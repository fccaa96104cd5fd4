//! CLI argument parsing with clap

use camino::Utf8PathBuf;
use clap::Parser;
use kindle_core::types::{KindleConfig, License, PackageManager};

/// Usage examples printed with `--help` and when the directory is missing
pub const USAGE_EXAMPLES: &str = "Examples:
  kindle my-app    Create the project in ./my-app
  kindle .         Create the project in the current directory";

/// kindle - scaffold a TypeScript + React + Vite project
#[derive(Parser, Debug)]
#[command(name = "kindle")]
#[command(author, version, about, long_about = None)]
#[command(after_help = USAGE_EXAMPLES)]
pub struct Cli {
    /// Project directory (use `.` for the current directory)
    pub directory: Option<String>,

    /// Increase verbosity (-v, -vv, -vvv)
    #[arg(short, long, action = clap::ArgAction::Count)]
    pub verbose: u8,

    /// Only log errors
    #[arg(short, long)]
    pub quiet: bool,

    /// Path to a kindle config file (default: ~/.kindle/config.yaml)
    #[arg(short, long)]
    pub config: Option<Utf8PathBuf>,

    /// Template repository to clone (URL or local path)
    ///
    /// Overrides KINDLE_TEMPLATE_URL and `template.url` from the config file.
    /// Without any of them the built-in kindle template is cloned.
    #[arg(long, value_name = "URL")]
    pub template: Option<String>,

    /// Template branch to clone
    #[arg(long)]
    pub branch: Option<String>,

    /// Package manager used to install dependencies
    #[arg(long, value_name = "PM", value_parser = parse_package_manager)]
    pub package_manager: Option<PackageManager>,

    /// Project name (skips the prompt)
    #[arg(long)]
    pub name: Option<String>,

    /// Project description (skips the prompt)
    #[arg(long)]
    pub description: Option<String>,

    /// Project license (skips the prompt)
    #[arg(long, value_parser = parse_license)]
    pub license: Option<License>,

    /// Do not install dependencies
    #[arg(long)]
    pub skip_install: bool,
}

impl Cli {
    /// Apply flag overrides on top of the loaded configuration
    pub fn apply_overrides(&self, config: &mut KindleConfig) {
        if let Some(url) = &self.template {
            config.template.url = url.clone();
        }
        if let Some(branch) = &self.branch {
            config.template.branch = Some(branch.clone());
        }
        if let Some(pm) = self.package_manager {
            config.package_manager = pm;
        }
    }
}

fn parse_package_manager(s: &str) -> Result<PackageManager, kindle_core::Error> {
    s.parse()
}

fn parse_license(s: &str) -> Result<License, kindle_core::Error> {
    s.parse()
}

#[cfg(test)]
mod tests {
    use super::*;
    use clap::CommandFactory;

    #[test]
    fn test_cli_definition() {
        Cli::command().debug_assert();
    }

    #[test]
    fn test_directory_is_optional_for_clap() {
        let cli = Cli::try_parse_from(["kindle"]).unwrap();
        assert!(cli.directory.is_none());
    }

    #[test]
    fn test_parse_full() {
        let cli = Cli::try_parse_from([
            "kindle",
            "my-app",
            "-vv",
            "--template",
            "/srv/template",
            "--branch",
            "next",
            "--package-manager",
            "pnpm",
            "--name",
            "my-app",
            "--license",
            "apache-2.0",
            "--skip-install",
        ])
        .unwrap();

        assert_eq!(cli.directory.as_deref(), Some("my-app"));
        assert_eq!(cli.verbose, 2);
        assert_eq!(cli.package_manager, Some(PackageManager::Pnpm));
        assert_eq!(cli.license, Some(License::Apache2));
        assert!(cli.skip_install);
    }

    #[test]
    fn test_invalid_license_rejected() {
        assert!(Cli::try_parse_from(["kindle", "x", "--license", "WTFPL"]).is_err());
    }

    #[test]
    fn test_apply_overrides() {
        let cli = Cli::try_parse_from([
            "kindle",
            ".",
            "--template",
            "https://example.com/t.git",
            "--package-manager",
            "bun",
        ])
        .unwrap();

        let mut config = KindleConfig::default();
        cli.apply_overrides(&mut config);

        assert_eq!(config.template.url, "https://example.com/t.git");
        assert!(config.template.branch.is_none());
        assert_eq!(config.package_manager, PackageManager::Bun);
    }
}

### Your instructions
Which lines in the data above hold the word "dependencies"? Return each of them.

### Solution to this problem
    /// Package manager used to install dependencies
    /// Do not install dependencies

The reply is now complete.